:: PROVIDED DATA
//! Content probes.
//!
//! Each probe works on its own reader so the caller controls how many
//! handles are opened and when they are closed. Reaching end of file is
//! an expected outcome for every probe, never an error.

use std::io::{self, BufRead, BufReader, Read, Seek, SeekFrom};

use tracing::trace;

use crate::smell::LineEnding;
use crate::tables::bom::{self, MAX_BOM_LEN};

/// What the leading-content probe saw.
#[derive(Debug, Clone, Default, PartialEq, Eq)]
pub struct LeadingContent {
    pub bom: bool,
    /// Bytes up to and including the first `\n`, after any BOM. The whole
    /// remainder of the file when it has no `\n`.
    pub first_line: Vec<u8>,
    pub line_ending: LineEnding,
}

impl LeadingContent {
    /// First line with its terminator stripped, decoded lossily.
    pub fn first_line_text(&self) -> String {
        let mut end = self.first_line.len();
        while end > 0 && matches!(self.first_line[end - 1], b'\n' | b'\r') {
            end -= 1;
        }
        String::from_utf8_lossy(&self.first_line[..end]).into_owned()
    }
}

/// Probes for a BOM, then reads forward to the first line feed.
///
/// `facts` is filled in as each step completes, so on error it holds
/// everything learned before the failure.
pub fn read_leading<R: Read>(source: R, facts: &mut LeadingContent) -> io::Result<()> {
    let mut reader = BufReader::new(source);

    let mut head = Vec::with_capacity(MAX_BOM_LEN);
    (&mut reader)
        .take(MAX_BOM_LEN as u64)
        .read_to_end(&mut head)?;

    let skip = match bom::leading_bom_len(&head) {
        Some(len) => {
            trace!(len, "leading byte order mark");
            facts.bom = true;
            len
        }
        None => 0,
    };

    // CR-only and single-line files are consumed whole here.
    let mut rest = (&head[skip..]).chain(reader);
    rest.read_until(b'\n', &mut facts.first_line)?;
    facts.line_ending = LineEnding::of_line(&facts.first_line);

    Ok(())
}

/// Whether the file of `size` bytes ends in a POSIX line feed.
///
/// A trailing `\r\n` does not count, nor does a lone `\r`.
pub fn has_final_eol<R: Read + Seek>(mut source: R, size: u64) -> io::Result<bool> {
    if size == 0 {
        return Ok(false);
    }

    let tail_len = size.min(2);
    let mut tail = [0u8; 2];
    let tail = &mut tail[..tail_len as usize];

    source.seek(SeekFrom::Start(size - tail_len))?;
    source.read_exact(tail)?;

    let last_is_lf = tail[tail.len() - 1] == b'\n';
    let preceded_by_cr = tail.len() == 2 && tail[0] == b'\r';
    Ok(last_is_lf && !preceded_by_cr)
}

/// Whether any `\r` occurs anywhere in the stream.
pub fn contains_cr<R: Read>(source: R) -> io::Result<bool> {
    let mut reader = BufReader::new(source);

    loop {
        let chunk = reader.fill_buf()?;
        if chunk.is_empty() {
            return Ok(false);
        }
        if chunk.contains(&b'\r') {
            return Ok(true);
        }
        let len = chunk.len();
        reader.consume(len);
    }
}
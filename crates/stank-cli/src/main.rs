use anyhow::{Context, Result};
use clap::Parser;
use tracing::{debug, warn};
use tracing_subscriber::EnvFilter;

use stank_core::smell::{Smell, render};
use stank_core::{SCHEMA_VERSION, SniffConfig, sniff};

mod args;

fn init_tracing(debug: bool) {
    let default = if debug { "debug" } else { "warn" };
    tracing_subscriber::fmt()
        .with_env_filter(
            EnvFilter::try_from_default_env().unwrap_or_else(|_| EnvFilter::new(default)),
        )
        .with_writer(std::io::stderr)
        .init();
}

fn format_smell(smell: &Smell, args: &args::Args) -> Result<String> {
    Ok(match args.format {
        args::OutputFormat::Json if args.pretty => serde_json::to_string_pretty(smell)? + "\n",
        args::OutputFormat::Json => serde_json::to_string(smell)? + "\n",
        args::OutputFormat::Text => render::render_text(smell),
    })
}

fn main() -> Result<()> {
    let args = args::Args::parse();
    init_tracing(args.debug);
    debug!(schema = SCHEMA_VERSION, "starting");

    let config = SniffConfig {
        eol_check: args.eol,
        cr_check: args.cr,
    };

    let mut output = String::new();
    let mut failed = false;

    for path in &args.paths {
        match sniff(path, &config) {
            Ok(smell) if smell.directory => {
                debug!(path = %path.display(), "skipping directory");
            }
            Ok(smell) => output.push_str(&format_smell(&smell, &args)?),
            Err(e) => {
                warn!(path = %path.display(), error = %e, "sniff failed");
                failed = true;
            }
        }
    }

    match &args.out {
        Some(path) => std::fs::write(path, &output)
            .with_context(|| format!("failed to write output: {}", path.display()))?,
        None => print!("{output}"),
    }

    std::process::exit(if failed { 1 } else { 0 });
}
//! Known byte order mark sequences.
//!
//! See <https://en.wikipedia.org/wiki/Byte_order_mark>.

/// Longest known BOM, in bytes.
pub const MAX_BOM_LEN: usize = 5;

/// Shortest known BOM, in bytes.
pub const MIN_BOM_LEN: usize = 2;

pub(crate) const BOMS: &[&[u8]] = &[
    // UTF-32 BE
    &[0x00, 0x00, 0xFE, 0xFF],
    // UTF-7
    &[0x2B, 0x2F, 0x76, 0x2B],
    &[0x2B, 0x2F, 0x76, 0x2F],
    &[0x2B, 0x2F, 0x76, 0x38],
    &[0x2B, 0x2F, 0x76, 0x39],
    &[0x2B, 0x2F, 0x76, 0x38, 0x3D],
    // UTF-16 BE
    &[0xFE, 0xFF],
    // UTF-8
    &[0xEF, 0xBB, 0xBF],
    // UTF-16 LE
    &[0xFF, 0xFE],
    // UTF-32 LE
    &[0xFF, 0xFE, 0x00, 0x00],
    // SCSU
    &[0x0E, 0xFE, 0xFF],
    // GB-18030
    &[0x84, 0x31, 0x95, 0x33],
    // UTF-EBCDIC
    &[0xDD, 0x73, 0x66, 0x73],
    // UTF-1
    &[0xF7, 0x64, 0x4C],
    // BOCU-1
    &[0xFB, 0xEE, 0x28],
];

/// Reports whether `bytes` is exactly one of the known BOM sequences.
pub fn is_bom(bytes: &[u8]) -> bool {
    BOMS.iter().any(|bom| *bom == bytes)
}

/// Length of the shortest known BOM that prefixes `bytes`, trying
/// prefixes in ascending length order.
pub fn leading_bom_len(bytes: &[u8]) -> Option<usize> {
    (MIN_BOM_LEN..=MAX_BOM_LEN.min(bytes.len())).find(|&n| is_bom(&bytes[..n]))
}

#[cfg(test)]
mod tests {
    use super::*;

    #[test]
    fn bom_lengths_are_within_bounds() {
        for bom in BOMS {
            assert!((MIN_BOM_LEN..=MAX_BOM_LEN).contains(&bom.len()), "{bom:x?}");
        }
    }

    #[test]
    fn recognizes_utf8_bom() {
        assert!(is_bom(&[0xEF, 0xBB, 0xBF]));
        assert_eq!(leading_bom_len(&[0xEF, 0xBB, 0xBF, b'#', b'!']), Some(3));
    }

    #[test]
    fn shorter_bom_wins_over_longer_one() {
        // FF FE is a prefix of the UTF-32 LE mark.
        assert_eq!(leading_bom_len(&[0xFF, 0xFE, 0x00, 0x00]), Some(2));
    }

    #[test]
    fn five_byte_bom_is_found_when_no_shorter_prefix_matches() {
        assert_eq!(leading_bom_len(&[0x2B, 0x2F, 0x76, 0x38, 0x3D]), Some(4));
        assert!(is_bom(&[0x2B, 0x2F, 0x76, 0x38, 0x3D]));
    }

    #[test]
    fn plain_ascii_has_no_bom() {
        assert_eq!(leading_bom_len(b"#!/bin/sh\n"), None);
        assert_eq!(leading_bom_len(b"#"), None);
        assert_eq!(leading_bom_len(b""), None);
    }
}
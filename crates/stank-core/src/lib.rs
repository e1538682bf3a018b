pub mod classify;
pub mod config;
pub mod content;
pub mod error;
pub mod meta;
pub mod shebang;
pub mod smell;
pub mod sniff;
pub mod tables;

pub use config::SniffConfig;
pub use error::{ErrorKind, SniffError, Stage};
pub use smell::{FinalEol, Interpreter, LineEnding, Smell};
pub use sniff::sniff;

pub const TOOL_NAME: &str = "stank";

/// JSON schema version of `Smell` records.
/// This must be bumped only when the record shape changes semantically.
pub const SCHEMA_VERSION: &str = "0.1.0";
use crate::tables;

/// Table lookups made from the path alone, before any content is read.
///
/// Each lookup keeps hit and value apart: a confirmed `false` vetoes later
/// content-based inference, a missing entry does not.
#[derive(Debug, Clone, Copy, Default, PartialEq, Eq)]
pub struct TableHits {
    pub extension_posixy: Option<bool>,
    pub filename_posixy: Option<bool>,
    pub extension_config: Option<bool>,
    pub filename_config: Option<bool>,
}

impl TableHits {
    pub fn lookup(extension: &str, filename: &str) -> Self {
        Self {
            extension_posixy: tables::extension_posixy(extension),
            filename_posixy: tables::filename_posixy(filename),
            extension_config: tables::extension_config(extension),
            filename_config: tables::filename_config(filename),
        }
    }

    /// POSIXy-ness implied by name alone. The filename entry, when present,
    /// overrides the extension entry.
    pub fn posixy(&self) -> bool {
        self.filename_posixy
            .or(self.extension_posixy)
            .unwrap_or(false)
    }

    pub fn core_configuration(&self) -> bool {
        self.extension_config.unwrap_or(false) || self.filename_config.unwrap_or(false)
    }

    /// Neither name table explicitly marks the file non-POSIX.
    pub fn allows_posixy(&self) -> bool {
        self.extension_posixy != Some(false) && self.filename_posixy != Some(false)
    }
}

/// Sourced rather than executed: configuration, or any file with an
/// extension, that its owner cannot execute.
pub fn is_library(core_configuration: bool, extension: &str, owner_executable: bool) -> bool {
    (core_configuration || !extension.is_empty()) && !owner_executable
}
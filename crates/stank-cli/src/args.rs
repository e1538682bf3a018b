use std::path::PathBuf;

use clap::{Parser, ValueEnum};

#[derive(Debug, Parser)]
#[command(
    name = "stank",
    version,
    about = "Dump the shell script classification of each path"
)]
pub struct Args {
    /// Files to classify
    #[arg(required = true)]
    pub paths: Vec<PathBuf>,

    /// Output format
    #[arg(long, default_value = "json")]
    pub format: OutputFormat,

    /// Indent JSON records
    #[arg(long)]
    pub pretty: bool,

    /// Report presence or absence of a final end of line
    #[arg(long)]
    pub eol: bool,

    /// Report presence or absence of carriage returns in shell scripts
    #[arg(long)]
    pub cr: bool,

    /// Write output to a file instead of stdout
    #[arg(long)]
    pub out: Option<PathBuf>,

    /// Log each classification step to stderr
    #[arg(long)]
    pub debug: bool,
}

#[derive(Debug, Clone, ValueEnum)]
pub enum OutputFormat {
    Json,
    Text,
}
::::
**WORK REQUIRED**
Wherever a line in the data above holds the word "only", copy that line.

**SOLUTION TO THE PROBLEM**
    // CR-only and single-line files are consumed whole here.
/// This must be bumped only when the record shape changes semantically.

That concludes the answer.